Nestas Pátrias, como nas verdadeiras, nunca há lugar para agir depois da sua fundação. Porque a Pátria já tem uma longa idade, uma mitologia de volumosas biografias, que é basicamente o que a constitui. Mais nada a constitui. A Pátria pode ter um tema fundador, mas este é apenas uma escusa. Os mais novos patriotas nunca poderão fazer parte da aborrecível cúpula. Porque a verdadeira razão de ser da Pátria não é a Pátria, mas a cúpula, e esta já está sempre ocupada por si própria. Os mais velhos patriotas que chegaram tarde, tampouco terão nunca biografia. Uns e outros serão sempre construídos como estrangeiros. Como inimigos. São patriotas inimigos.

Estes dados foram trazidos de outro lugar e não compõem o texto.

//! Tansy: a JSONata-style query and transformation language for JSON.
//!
//! An expression is parsed into an evaluator-ready AST ([`Expression`]) and
//! evaluated against a JSON-like input [`Value`]:
//!
//! ```
//! use tansy_lang::{parse, Value};
//!
//! let expr = parse("$sum(order.total)").unwrap();
//! let input = Value::from_json(&serde_json::json!({
//!     "order": [{ "total": 5 }, { "total": 7 }]
//! }));
//! assert_eq!(expr.evaluate(input).unwrap(), Value::Integer(12));
//! ```
//!
//! A parsed [`Expression`] is immutable and `Send + Sync`; each `evaluate`
//! call runs in its own interpreter context, so one compiled expression can
//! be shared freely across threads.

pub mod ast;
pub mod error;
pub mod evaluator;
pub mod frame;
mod functions;
pub mod lexer;
pub mod parser;
pub mod signature;
pub mod value;

pub use ast::{Node, NodeKind};
pub use error::Error;
pub use frame::Frame;
pub use lexer::Lexer;
pub use signature::Signature;
pub use value::{ArrayFlags, FunctionValue, Value};

use ast::nodes::Slot;

/// A parsed, evaluator-ready expression.
pub struct Expression {
    pub(crate) ast: Node,
    pub(crate) slots: Vec<Slot>,
    /// Errors collected in recovery mode; empty after a normal parse.
    pub errors: Vec<Error>,
}

impl Expression {
    /// The root of the processed syntax tree.
    pub fn ast(&self) -> &Node {
        &self.ast
    }
}

/// Parse an expression, failing on the first syntax error.
pub fn parse(source: &str) -> Result<Expression, Error> {
    parser::parse_source(source, false)
}

/// Parse an expression in recovery mode: collect syntax errors into
/// [`Expression::errors`] and substitute placeholder nodes, so that a
/// best-effort tree is produced for multi-error reporting.
pub fn parse_with_recovery(source: &str) -> Result<Expression, Error> {
    parser::parse_source(source, true)
}
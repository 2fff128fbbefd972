//! Tokenizer for tansy expressions.
//!
//! Produces one [`Token`] at a time. The caller indicates whether the next
//! token may be an infix operator: when an operand is expected instead, a `/`
//! begins a regex literal rather than division. This is the only context
//! sensitivity in the lexical grammar.

use std::sync::Arc;

use regex::Regex;

use crate::ast::tokens::{Token, TokenKind};
use crate::error::Error;

/// Operator table with left binding powers. This is the grammar's source of
/// truth for precedence; symbols with binding power 0 never act as infix.
pub(crate) const OPERATORS: &[(&str, u8)] = &[
    (".", 75),
    ("[", 80),
    ("]", 0),
    ("{", 70),
    ("}", 0),
    ("(", 80),
    (")", 0),
    (",", 0),
    ("@", 80),
    ("#", 80),
    (";", 80),
    (":", 80),
    ("?", 20),
    ("+", 50),
    ("-", 50),
    ("*", 60),
    ("/", 60),
    ("%", 60),
    ("|", 20),
    ("=", 40),
    ("<", 40),
    (">", 40),
    ("^", 40),
    ("**", 60),
    ("..", 20),
    (":=", 10),
    ("!=", 40),
    ("<=", 40),
    (">=", 40),
    ("~>", 40),
    ("??", 40),
    ("?:", 40),
    ("and", 30),
    ("or", 25),
    ("in", 40),
    ("&", 50),
    ("!", 0),
    ("~", 0),
];

pub(crate) fn operator_bp(op: &str) -> Option<u8> {
    OPERATORS.iter().find(|(id, _)| *id == op).map(|(_, bp)| *bp)
}

pub struct Lexer {
    input: Vec<char>,
    position: usize,
}
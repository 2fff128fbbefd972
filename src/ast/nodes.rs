//! The evaluator-ready tree produced by the semantic pass.
//!
//! Kind-specific payloads live in [`NodeKind`], one variant per expression
//! form. The thin [`Node`] envelope carries the orchestration metadata that
//! genuinely cuts across kinds during path evaluation: predicates and stages,
//! group-by attachment, focus/index variable binds, the tuple flag, and the
//! resolved ancestor slot. A field foreign to a node's kind is never set.
//!
//! Ancestor slots are held in an arena (`Vec<Slot>`) owned by the parse
//! result and referenced by index, which keeps this tree `Send + Sync` while
//! the semantic pass rewrites slot levels and labels in place.

use std::sync::Arc;

use regex::Regex;

use crate::ast::operators::BinaryOp;
use crate::error::Error;
use crate::signature::Signature;
use crate::value::Value;

#[derive(Debug, Clone)]
pub struct Node {
    pub kind: NodeKind,
    pub position: usize,
    /// Keep a singleton result as an array (set by an empty predicate `[]`).
    pub keep_array: bool,
    /// Constructed-array marker; a cons array is never spliced when flattening.
    pub cons: bool,
    /// Focus variable (`@$v`) bound by this step.
    pub focus: Option<String>,
    /// Index variable (`#$v`) bound by this step.
    pub index: Option<String>,
    /// This step (or path) binds tuple-stream state.
    pub tuple: bool,
    /// Resolved ancestor slot bound by this step.
    pub ancestor: Option<usize>,
    /// Stages applied during step evaluation (predicates, index binds).
    pub stages: Option<Vec<Stage>>,
    /// Predicates applied to a non-path expression result.
    pub predicates: Option<Vec<Node>>,
    /// Group-by attached to this expression or path.
    pub group: Option<GroupPairs>,
    /// Ancestor slots still seeking their parent step (semantic-pass state).
    pub seeking: Vec<usize>,
}

impl Node {
    pub fn new(kind: NodeKind, position: usize) -> Node {
        Node {
            kind,
            position,
            keep_array: false,
            cons: false,
            focus: None,
            index: None,
            tuple: false,
            ancestor: None,
            stages: None,
            predicates: None,
            group: None,
            seeking: Vec::new(),
        }
    }

    pub fn is_path(&self) -> bool {
        matches!(self.kind, NodeKind::Path { .. })
    }

    /// Short kind name for error messages.
    pub fn kind_name(&self) -> &'static str {
        match &self.kind {
            NodeKind::Literal(_) => "literal",
            NodeKind::Name(_) => "name",
            NodeKind::Variable(_) => "variable",
            NodeKind::Regex(_) => "regex",
            NodeKind::Wildcard => "wildcard",
            NodeKind::Descendant => "descendant",
            NodeKind::Parent { .. } => "parent",
            NodeKind::Placeholder => "operator",
            NodeKind::Path { .. } => "path",
            NodeKind::Negate(_) => "unary",
            NodeKind::ArrayCtor { .. } => "unary",
            NodeKind::ObjectCtor(_) => "unary",
            NodeKind::Block { .. } => "block",
            NodeKind::Binary { .. } => "binary",
            NodeKind::Bind { .. } => "bind",
            NodeKind::Condition { .. } => "condition",
            NodeKind::FunctionCall { .. } => "function",
            NodeKind::PartialCall { .. } => "partial",
            NodeKind::Lambda { .. } => "lambda",
            NodeKind::Apply { .. } => "apply",
            NodeKind::Transform { .. } => "transform",
            NodeKind::Sort { .. } => "sort",
            NodeKind::Error { .. } => "error",
        }
    }
}

#[derive(Debug, Clone)]
pub enum NodeKind {
    Literal(Literal),
    Name(String),
    Variable(String),
    Regex(Arc<Regex>),
    Wildcard,
    Descendant,
    /// A `%` reference, resolved to a slot in the expression's slot arena.
    Parent {
        slot: usize,
    },
    Placeholder,
    Path {
        steps: Vec<Node>,
        keep_singleton_array: bool,
    },
    Negate(Box<Node>),
    ArrayCtor {
        exprs: Vec<Node>,
    },
    ObjectCtor(GroupPairs),
    Block {
        exprs: Vec<Node>,
    },
    Binary {
        op: BinaryOp,
        lhs: Box<Node>,
        rhs: Box<Node>,
    },
    Bind {
        name: String,
        rhs: Box<Node>,
    },
    Condition {
        condition: Box<Node>,
        then: Box<Node>,
        otherwise: Option<Box<Node>>,
    },
    FunctionCall {
        procedure: Box<Node>,
        args: Vec<Node>,
    },
    PartialCall {
        procedure: Box<Node>,
        args: Vec<Node>,
    },
    Lambda {
        params: Arc<Vec<String>>,
        body: Arc<Node>,
        signature: Option<Arc<Signature>>,
        /// Tail-call wrapper consumed by the evaluator's trampoline.
        thunk: bool,
    },
    Apply {
        lhs: Box<Node>,
        rhs: Box<Node>,
    },
    Transform {
        pattern: Arc<Node>,
        update: Arc<Node>,
        delete: Option<Arc<Node>>,
    },
    /// Order-by step within a path.
    Sort {
        terms: Vec<SortTerm>,
    },
    /// Recovery placeholder; evaluating it raises the stored error.
    Error {
        error: Error,
    },
}

/// Scalar literal payloads. Kept separate from [`Value`] so the processed
/// tree stays `Send + Sync`.
#[derive(Debug, Clone, PartialEq)]
pub enum Literal {
    Str(String),
    Integer(i64),
    Float(f64),
    Bool(bool),
    Null,
}

impl Literal {
    pub fn to_value(&self) -> Value {
        match self {
            Literal::Str(s) => Value::string(s.clone()),
            Literal::Integer(n) => Value::Integer(*n),
            Literal::Float(n) => Value::Float(*n),
            Literal::Bool(b) => Value::Bool(*b),
            Literal::Null => Value::Null,
        }
    }

    pub fn describe(&self) -> String {
        match self {
            Literal::Str(s) => s.clone(),
            Literal::Integer(n) => n.to_string(),
            Literal::Float(n) => n.to_string(),
            Literal::Bool(b) => b.to_string(),
            Literal::Null => "null".to_string(),
        }
    }
}

/// A stage applied while evaluating a path step.
#[derive(Debug, Clone)]
pub enum Stage {
    Filter(Box<Node>),
    /// Bind the running position to a variable across the step's tuples.
    Index(String),
}

/// The key/value expression pairs of a grouping (`{...}`) construct.
#[derive(Debug, Clone)]
pub struct GroupPairs {
    pub pairs: Vec<(Node, Node)>,
    pub position: usize,
}

/// One term of an order-by clause.
#[derive(Debug, Clone)]
pub struct SortTerm {
    pub expression: Node,
    pub descending: bool,
}

/// An ancestor slot allocated for a `%` reference. `level` counts unresolved
/// path levels upward; the semantic pass drives it to 0 and attaches the slot
/// to the owning step.
#[derive(Debug, Clone)]
pub struct Slot {
    pub label: String,
    pub level: usize,
    pub index: usize,
}
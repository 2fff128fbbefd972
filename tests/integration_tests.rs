use std::sync::Arc;

use serde_json::json;
use tansy_lang::{Value, parse};

fn eval_json(source: &str, input: serde_json::Value) -> serde_json::Value {
    parse(source)
        .unwrap_or_else(|e| panic!("parse failed: {}", e))
        .evaluate(Value::from_json(&input))
        .unwrap_or_else(|e| panic!("evaluation failed: {}", e))
        .to_json()
        .expect("defined result")
}

fn invoice() -> serde_json::Value {
    json!({
        "Account": {
            "Name": "Firefly",
            "Order": [
                {
                    "OrderID": "order103",
                    "Product": [
                        {"Name": "Bowler Hat", "Price": 34.45, "Quantity": 2},
                        {"Name": "Trilby", "Price": 21.67, "Quantity": 1}
                    ]
                },
                {
                    "OrderID": "order104",
                    "Product": [
                        {"Name": "Bowler Hat", "Price": 34.45, "Quantity": 4},
                        {"Name": "Cloak", "Price": 107.99, "Quantity": 1}
                    ]
                }
            ]
        }
    })
}

#[test]
fn nested_path_collects_all_matches() {
    assert_eq!(
        eval_json("Account.Order.Product.Name", invoice()),
        json!(["Bowler Hat", "Trilby", "Bowler Hat", "Cloak"])
    );
}

#[test]
fn aggregation_over_a_path() {
    assert_eq!(
        eval_json(
            "$round($sum(Account.Order.Product.(Price * Quantity)), 2)",
            invoice()
        ),
        json!(336.36)
    );
    assert_eq!(
        eval_json("$sum(Account.Order.Product.Quantity)", invoice()),
        json!(8)
    );
}

#[test]
fn filter_then_project() {
    assert_eq!(
        eval_json("Account.Order.Product[Price > 30].Name", invoice()),
        json!(["Bowler Hat", "Bowler Hat", "Cloak"])
    );
}

#[test]
fn group_products_by_name() {
    assert_eq!(
        eval_json(
            "Account.Order.Product{Name: $sum(Quantity)}",
            invoice()
        ),
        json!({"Bowler Hat": 6, "Trilby": 1, "Cloak": 1})
    );
}

#[test]
fn sort_products_by_price_descending() {
    assert_eq!(
        eval_json("Account.Order.Product^(>Price).Name", invoice()),
        json!(["Cloak", "Bowler Hat", "Bowler Hat", "Trilby"])
    );
}

#[test]
fn construct_a_summary_object() {
    let source = "{
        'company': Account.Name,
        'orders': $count(Account.Order),
        'lines': Account.Order.Product.{
            'sku': Name,
            'amount': Price * Quantity
        }[]
    }";
    let result = eval_json(source, invoice());
    assert_eq!(result["company"], json!("Firefly"));
    assert_eq!(result["orders"], json!(2));
    assert_eq!(result["lines"].as_array().unwrap().len(), 4);
    assert_eq!(
        result["lines"][0],
        json!({"sku": "Bowler Hat", "amount": 68.9})
    );
}

#[test]
fn orders_with_parent_binding() {
    // each product line carries its order's id via the parent reference
    let source = "Account.Order.Product.{'order': %.OrderID, 'name': Name}";
    let result = eval_json(source, invoice());
    assert_eq!(
        result,
        json!([
            {"order": "order103", "name": "Bowler Hat"},
            {"order": "order103", "name": "Trilby"},
            {"order": "order104", "name": "Bowler Hat"},
            {"order": "order104", "name": "Cloak"}
        ])
    );
}

#[test]
fn higher_order_pipeline() {
    let source = "( $expensive := $filter(Account.Order.Product, function($p){ $p.Price > 30 });
                    $map($expensive, function($p){ $p.Name }) )";
    assert_eq!(
        eval_json(source, invoice()),
        json!(["Bowler Hat", "Bowler Hat", "Cloak"])
    );
}

#[test]
fn reduce_totals() {
    assert_eq!(
        eval_json(
            "$reduce(Account.Order.Product.Quantity, function($a, $b){ $a + $b })",
            invoice()
        ),
        json!(8)
    );
}

#[test]
fn string_functions_round_trip() {
    assert_eq!(
        eval_json("$join($map(['a','b','c'], $uppercase), '-')", json!(null)),
        json!("A-B-C")
    );
    assert_eq!(
        eval_json("$split('a-b-c', '-')", json!(null)),
        json!(["a", "b", "c"])
    );
    assert_eq!(
        eval_json("$replace('tick tock', /t(\\w+)/, 'T$1')", json!(null)),
        json!("Tick Tock")
    );
    assert_eq!(
        eval_json("$base64decode($base64encode('tansy'))", json!(null)),
        json!("tansy")
    );
    assert_eq!(
        eval_json("$decodeUrlComponent($encodeUrlComponent('a b&c'))", json!(null)),
        json!("a b&c")
    );
}

#[test]
fn structural_functions() {
    assert_eq!(
        eval_json("$keys({'a': 1, 'b': 2})", json!(null)),
        json!(["a", "b"])
    );
    assert_eq!(
        eval_json("$merge([{'a': 1}, {'b': 2}, {'a': 3}])", json!(null)),
        json!({"a": 3, "b": 2})
    );
    assert_eq!(
        eval_json("$distinct([1, 2, 1, 3, 2])", json!(null)),
        json!([1, 2, 3])
    );
    assert_eq!(
        eval_json("$zip([1, 2], ['a', 'b'])", json!(null)),
        json!([[1, "a"], [2, "b"]])
    );
    assert_eq!(
        eval_json("$append([1], [2, 3])", json!(null)),
        json!([1, 2, 3])
    );
    assert_eq!(
        eval_json("$reverse([1, 2, 3])", json!(null)),
        json!([3, 2, 1])
    );
    assert_eq!(
        eval_json("$each({'a': 1, 'b': 2}, function($v, $k){ $k & '=' & $v })[]", json!(null)),
        json!(["a=1", "b=2"])
    );
    assert_eq!(
        eval_json("$sift({'a': 1, 'b': 0}, function($v){ $v > 0 })", json!(null)),
        json!({"a": 1})
    );
}

#[test]
fn dynamic_eval() {
    assert_eq!(eval_json("$eval('1 + 2')", json!(null)), json!(3));
    assert_eq!(
        eval_json("$eval('a + 1', {'a': 41})", json!(null)),
        json!(42)
    );
}

#[test]
fn bindings_are_merged_into_the_root_frame() {
    let expr = parse("$greeting & ', ' & name").unwrap();
    let result = expr
        .evaluate_with_bindings(
            Value::from_json(&json!({"name": "Ada"})),
            &[("greeting", Value::string("hello"))],
        )
        .unwrap();
    assert_eq!(result, Value::string("hello, Ada"));
}

#[test]
fn one_expression_is_shared_across_threads() {
    let expr = Arc::new(parse("$sum(Account.Order.Product.Quantity)").unwrap());
    std::thread::scope(|scope| {
        for _ in 0..4 {
            let expr = Arc::clone(&expr);
            scope.spawn(move || {
                let result = expr.evaluate(Value::from_json(&invoice())).unwrap();
                assert_eq!(result, Value::Integer(8));
            });
        }
    });
}

#[test]
fn recovery_parse_still_reports_collected_errors() {
    let expr = tansy_lang::parse_with_recovery("Account.(").unwrap();
    assert!(!expr.errors.is_empty());
}

#[test]
fn transform_pipeline_end_to_end() {
    let source = "Account ~> |Order.Product[Price > 100]|{'Discounted': true}|";
    let result = eval_json(source, invoice());
    assert_eq!(
        result["Order"][1]["Product"][1],
        json!({"Name": "Cloak", "Price": 107.99, "Quantity": 1, "Discounted": true})
    );
    // cheaper products untouched
    assert_eq!(
        result["Order"][0]["Product"][0],
        json!({"Name": "Bowler Hat", "Price": 34.45, "Quantity": 2})
    );
}
//! # Tansy Query Language - Abstract Syntax Tree
//!
//! Two tree representations cross this module:
//!
//! - **[raw]** - the parse tree produced by the Pratt parser, one node per
//!   grammar production. Operators like `.`/`[`/`{`/`^` are still structural
//!   binaries at this level.
//! - **[nodes]** - the evaluator-ready tree produced by the semantic pass:
//!   `.`-chains flattened into path steps, predicates and grouping attached as
//!   stages, ancestor (`%`) references resolved to slots, tail calls thunked.
//!
//! Supporting submodules:
//!
//! - **[tokens]** - lexical tokens produced by the lexer
//! - **[operators]** - binary operators (arithmetic, comparison, logical)

pub mod nodes;
pub mod operators;
pub mod raw;
pub mod tokens;

pub use nodes::{GroupPairs, Node, NodeKind, Slot, SortTerm, Stage};
pub use operators::BinaryOp;
pub use raw::{Ast, AstKind};
pub use tokens::{Token, TokenKind};
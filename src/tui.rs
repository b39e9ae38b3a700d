//! Terminal front end of the comment search widget

mod engine;
mod input;
mod renderer;

pub use engine::{create_input_stream, run_tui, InputEvent, TuiEngine};
pub use input::{InputAction, InputHandler};
pub use renderer::{BarSegment, TuiRenderer, ViewState};
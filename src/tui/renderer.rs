//! TUI rendering system
//!
//! Draws the search surface: heading, query input with its submit button,
//! the alert or loading line, the results table, the full body of the
//! selected row and, when there is more than one page, the pagination bar.

use ratatui::{
    layout::{Alignment, Constraint, Direction, Layout, Rect},
    style::{Color, Modifier, Style},
    text::{Line, Span},
    widgets::{Block, Borders, Paragraph, Row, Table, TableState, Wrap},
    Frame,
};

use crate::display::{
    self, ResultRow, COLUMN_HEADERS, ELLIPSIS, HEADING, LOADING_TEXT, NO_COMMENTS, PLACEHOLDER,
};
use crate::pagination::{PageControl, PageItem, Pagination};
use crate::search_controller::QueryState;

static TABLE_WIDTHS: [Constraint; 4] = [
    Constraint::Length(6),
    Constraint::Percentage(25),
    Constraint::Percentage(25),
    Constraint::Percentage(50),
];

const SUBMIT_WIDTH: u16 = 16;
const SEGMENT_GAP: u16 = 1;

const HELP_TEXT: &str =
    "Enter: Search | ↑↓/C-p/C-n: Select | PgUp/PgDn/←→: Page | Home/End: First/Last | C-u: Clear | Esc: Quit";

/// Presentation state that lives outside the search controller
#[derive(Debug, Clone, Default, PartialEq, Eq)]
pub struct ViewState {
    /// Selected row within the current page window
    pub selected_row: usize,
    /// Where the pagination bar was drawn last frame
    pub pagination_area: Option<Rect>,
}

/// One clickable or decorative piece of the pagination bar
#[derive(Debug, Clone, PartialEq, Eq)]
pub struct BarSegment {
    pub label: String,
    pub control: Option<PageControl>,
    pub enabled: bool,
    pub active: bool,
}

impl BarSegment {
    fn width(&self) -> u16 {
        self.label.chars().count() as u16
    }
}

/// Central renderer for the search widget
pub struct TuiRenderer;

impl TuiRenderer {
    /// Render the complete widget
    pub fn render(f: &mut Frame, state: &QueryState, view: &mut ViewState) {
        let pagination = state.pagination();
        let pagination_height = if pagination.is_visible() { 1 } else { 0 };

        let chunks = Layout::default()
            .direction(Direction::Vertical)
            .constraints([
                Constraint::Length(1),                 // Heading
                Constraint::Length(3),                 // Input and submit
                Constraint::Length(1),                 // Alert / loading
                Constraint::Min(4),                    // Results table
                Constraint::Length(4),                 // Selected body
                Constraint::Length(pagination_height), // Pagination bar
                Constraint::Length(1),                 // Help
            ])
            .split(f.size());

        let heading = Paragraph::new(HEADING)
            .alignment(Alignment::Center)
            .style(Style::default().add_modifier(Modifier::BOLD));
        f.render_widget(heading, chunks[0]);

        Self::render_input_row(f, chunks[1], state);
        Self::render_message_line(f, chunks[2], state);

        let rows = display::result_rows(&state.page_window());
        view.selected_row = view.selected_row.min(rows.len().saturating_sub(1));
        Self::render_results_table(f, chunks[3], &rows, view.selected_row);
        Self::render_detail(f, chunks[4], rows.get(view.selected_row));

        if pagination.is_visible() {
            Self::render_pagination(f, chunks[5], &pagination);
            view.pagination_area = Some(chunks[5]);
        } else {
            view.pagination_area = None;
        }

        let help = Paragraph::new(HELP_TEXT).style(Style::default().fg(Color::Gray));
        f.render_widget(help, chunks[6]);
    }

    fn render_input_row(f: &mut Frame, area: Rect, state: &QueryState) {
        let columns = Layout::default()
            .direction(Direction::Horizontal)
            .constraints([Constraint::Min(10), Constraint::Length(SUBMIT_WIDTH)])
            .split(area);

        let enabled = state.input_enabled();
        let (text, text_style) = if state.raw_query.is_empty() {
            (PLACEHOLDER.to_string(), Style::default().fg(Color::DarkGray))
        } else {
            (state.raw_query.clone(), Style::default().fg(Color::White))
        };
        let border_style = if enabled {
            Style::default()
        } else {
            Style::default().fg(Color::DarkGray)
        };

        let input = Paragraph::new(text).style(text_style).block(
            Block::default()
                .borders(Borders::ALL)
                .border_style(border_style)
                .title("Query"),
        );
        f.render_widget(input, columns[0]);

        if enabled {
            let cursor_x = columns[0].x + 1 + state.raw_query.chars().count() as u16;
            if cursor_x < columns[0].right().saturating_sub(1) {
                f.set_cursor(cursor_x, columns[0].y + 1);
            }
        }

        let button_style = if enabled {
            Style::default().fg(Color::Black).bg(Color::Cyan)
        } else {
            Style::default().fg(Color::DarkGray)
        };
        let button = Paragraph::new(display::submit_label(state.loading))
            .alignment(Alignment::Center)
            .style(button_style)
            .block(Block::default().borders(Borders::ALL).border_style(border_style));
        f.render_widget(button, columns[1]);
    }

    fn render_message_line(f: &mut Frame, area: Rect, state: &QueryState) {
        let line = if let Some(error) = &state.error {
            Line::from(Span::styled(
                error.to_string(),
                Style::default().fg(Color::Red).add_modifier(Modifier::BOLD),
            ))
        } else if state.loading {
            Line::from(Span::styled(LOADING_TEXT, Style::default().fg(Color::Yellow)))
        } else {
            Line::default()
        };
        f.render_widget(Paragraph::new(line), area);
    }

    fn render_results_table(f: &mut Frame, area: Rect, rows: &[ResultRow], selected: usize) {
        let header = Row::new(COLUMN_HEADERS.to_vec())
            .style(Style::default().add_modifier(Modifier::BOLD).fg(Color::Cyan));

        let body: Vec<Row> = if rows.is_empty() {
            vec![Row::new(vec!["", NO_COMMENTS, "", ""])]
        } else {
            rows.iter().map(|row| Row::new(row.cells().to_vec())).collect()
        };

        let table = Table::new(body)
            .header(header)
            .block(Block::default().borders(Borders::ALL).title("Comments"))
            .widths(&TABLE_WIDTHS)
            .column_spacing(1)
            .highlight_style(Style::default().fg(Color::Black).bg(Color::White));

        let mut table_state = TableState::default();
        if !rows.is_empty() {
            table_state.select(Some(selected));
        }
        f.render_stateful_widget(table, area, &mut table_state);
    }

    fn render_detail(f: &mut Frame, area: Rect, row: Option<&ResultRow>) {
        let text = row.map(|row| row.title.clone()).unwrap_or_default();
        let detail = Paragraph::new(text)
            .wrap(Wrap { trim: true })
            .block(Block::default().borders(Borders::ALL).title("Body"));
        f.render_widget(detail, area);
    }

    fn render_pagination(f: &mut Frame, area: Rect, pagination: &Pagination) {
        let mut spans = Vec::new();
        for (index, segment) in Self::pagination_segments(pagination).iter().enumerate() {
            if index > 0 {
                spans.push(Span::raw(" ".repeat(SEGMENT_GAP as usize)));
            }
            let style = if segment.active {
                Style::default().fg(Color::Black).bg(Color::Cyan).add_modifier(Modifier::BOLD)
            } else if !segment.enabled {
                Style::default().fg(Color::DarkGray)
            } else {
                Style::default().fg(Color::White)
            };
            spans.push(Span::styled(segment.label.clone(), style));
        }
        f.render_widget(Paragraph::new(Line::from(spans)), area);
    }

    /// Segments of the pagination bar, left to right
    pub fn pagination_segments(pagination: &Pagination) -> Vec<BarSegment> {
        let mut segments = vec![BarSegment {
            label: "Prev".to_string(),
            control: Some(PageControl::Prev),
            enabled: !pagination.prev_disabled(),
            active: false,
        }];

        segments.extend(pagination.items().into_iter().map(|item| match item {
            PageItem::Page(page) => BarSegment {
                label: page.to_string(),
                control: Some(PageControl::Page(page)),
                enabled: true,
                active: pagination.is_active(page),
            },
            PageItem::Ellipsis => BarSegment {
                label: ELLIPSIS.to_string(),
                control: None,
                enabled: false,
                active: false,
            },
        }));

        segments.push(BarSegment {
            label: "Next".to_string(),
            control: Some(PageControl::Next),
            enabled: !pagination.next_disabled(),
            active: false,
        });
        segments
    }

    /// Control under terminal cell (`column`, `row`) of a bar drawn in `area`
    pub fn pagination_control_at(
        pagination: &Pagination,
        area: Rect,
        column: u16,
        row: u16,
    ) -> Option<PageControl> {
        if row != area.y || column < area.x {
            return None;
        }

        let mut x = area.x;
        for segment in Self::pagination_segments(pagination) {
            let end = x + segment.width();
            if column >= x && column < end {
                return segment.control.filter(|_| segment.enabled);
            }
            x = end + SEGMENT_GAP;
        }
        None
    }
}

Dentro de cada Pátria sempre há patriotas inimigos, poucos mas necessários estrangeiros inimigos, pois sem eles não haveria Identidade Própria da Pátria, não haveria mitologia, heróis nem vilãos.

E assim, quando numa triste Pátria há lutas intestinas, igualmente cegos afinal todos os patriotas (uns, polo esmagador sol da vitória; outros, polas profundas trevas da derrota), todos eles só podem agir fragmentariamente guiados polas suas próprias, antigas, monótonas vozes: as únicas que reconhecem após décadas de recíprocos parabéns e de batalhas reais ou inventadas cujo duvidoso registo se acumula oculto nos sagrados arquivos custodiados, sacerdotais, impenetráveis, nas poeirentas gavetas de uma casa ou na paternal memória oral o acesso à qual é um privilégio. As Pátrias são por definição obscuras, isolacionistas, as suas mitologias são confusas, a sua essência é a exégese, não a explicação aberta, e quando algum raro súbdito abre a voz para que se falem os detalhes e a história desse monstro, para que saiam os papéis e se descubram as trapaças e os enigmas, as infantis acusações são que essa procura de clareza é ora querer destruir a Pátria, ora praticar a fútil loucura do discurso.

E levam razão. Ambas infantis acusações levam razão.